Correlation of echocardiographic wall stress and left ventricular pressure and function in aortic stenosis.

Abstract
Previous studies have suggested that left ventricular pressure (P) can be predicted in patients with aortic stenosis by the equation P = 235 h/r, where 235 is a constant peak wall stress (sigma), h is end-systolic wall thickness, and r is end-systolic dimension/2; h and r are measured by M-mode echocardiography. In 73 patients with aortic stenosis (valve area less than 0.7 cm2), measured and predicted left ventricular pressure correlated poorly (r = 0.17). The measured wall stress in our patients varied from 120 to 250 mm Hg in patients with normal left ventricular function and from 250 to 550 mm Hg in patients with abnormal function. The correlation between sigma and h was only fair (r = 0.53), because many patients had inappropriate left ventricular hypertrophy.
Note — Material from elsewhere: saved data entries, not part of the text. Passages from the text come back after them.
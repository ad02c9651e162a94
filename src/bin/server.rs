use std::{
    env::{self},
    error::Error,
    fs::OpenOptions,
    net::SocketAddr,
    sync::Arc,
};

use axum::{
    Router,
    extract::{MatchedPath, Request},
    middleware,
};
use axum_server::Handle;
use clap::Parser;
use rusqlite::Connection;
use tower_http::trace::TraceLayer;

#[cfg(debug_assertions)]
use tower_livereload::LiveReloadLayer;

use tracing_subscriber::{
    EnvFilter, Layer, filter, layer::SubscriberExt, util::SubscriberInitExt,
};

use pocketbook::{AppState, build_router, graceful_shutdown, logging_middleware};

/// The web server for pocketbook.
#[derive(Parser, Debug)]
#[command(version, about, long_about = None)]
struct Args {
    /// File path to the application SQLite database.
    #[arg(long)]
    db_path: String,

    /// The port to serve the app from.
    #[arg(short, long, default_value_t = 3000)]
    port: u16,

    /// The canonical name of the timezone used to display dates, e.g. "Asia/Jakarta".
    #[arg(long, default_value = "Asia/Jakarta")]
    timezone: String,

    /// The directory to serve static files such as scripts and icons from.
    #[arg(long, default_value = "static/")]
    static_dir: String,
}

#[tokio::main]
async fn main() -> Result<(), Box<dyn Error>> {
    setup_logging()?;

    let args = Args::parse();

    let addr = SocketAddr::from(([0, 0, 0, 0], args.port));

    let secret = env::var("SECRET").map_err(|_| "The environment variable 'SECRET' must be set")?;

    let connection = Connection::open(&args.db_path)?;
    let state = AppState::new(connection, &secret, &args.timezone)?;

    let handle = Handle::new();
    tokio::spawn(graceful_shutdown(handle.clone()));

    let router = add_tracing_layer(build_router(state, &args.static_dir))
        .layer(middleware::from_fn(logging_middleware));

    #[cfg(debug_assertions)]
    let router = router.layer(LiveReloadLayer::new());

    tracing::info!("HTTP server listening on {}", addr);
    axum_server::bind(addr)
        .handle(handle)
        .serve(router.into_make_service())
        .await?;

    Ok(())
}

/// Log to stdout at the info level and to `debug.log` at the debug level.
///
/// `RUST_LOG` overrides the levels for both, e.g. `RUST_LOG=pocketbook=trace`.
fn setup_logging() -> Result<(), Box<dyn Error>> {
    let stdout_log = tracing_subscriber::fmt::layer().pretty();

    let log_file = OpenOptions::new()
        .create(true)
        .append(true)
        .open("debug.log")?;

    let debug_log = tracing_subscriber::fmt::layer()
        .pretty()
        .with_ansi(false)
        .with_writer(Arc::new(log_file));

    let env_filter = EnvFilter::try_from_default_env().unwrap_or_else(|_| EnvFilter::new("debug"));

    tracing_subscriber::registry()
        .with(env_filter)
        .with(
            stdout_log
                .with_filter(filter::LevelFilter::INFO)
                .and_then(debug_log)
                .with_filter(filter::LevelFilter::DEBUG),
        )
        .try_init()?;

    Ok(())
}

fn add_tracing_layer(router: Router) -> Router {
    let tracing_layer = TraceLayer::new_for_http()
        .make_span_with(|req: &Request| {
            let method = req.method();
            let uri = req.uri();

            let matched_path = req
                .extensions()
                .get::<MatchedPath>()
                .map(|matched_path| matched_path.as_str());

            tracing::debug_span!("request", %method, %uri, matched_path)
        })
        // By default, `TraceLayer` will log 5xx responses but we're doing our specific
        // logging of errors so disable that
        .on_failure(());

    router.layer(tracing_layer)
}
There was a statistically significant correlation between ejection fraction and sigma (r = 0.62) and between ejection fraction and end-systolic dimension (r = -0.70), but there was considerable scatter of ejection fractions for any given end-systolic dimension. We conclude that sigma is not constant in aortic stenosis, and the use of a constant sigma to predict left ventricular pressure is unreliable; inappropriate left ventricular hypertrophy may explain why sigma is not constant. M-mode echocardiography is not reliable in assessing the severity of aortic stenosis in adults; such assessment requires precise measurements of pressure gradients and flow by cardiac catheterization.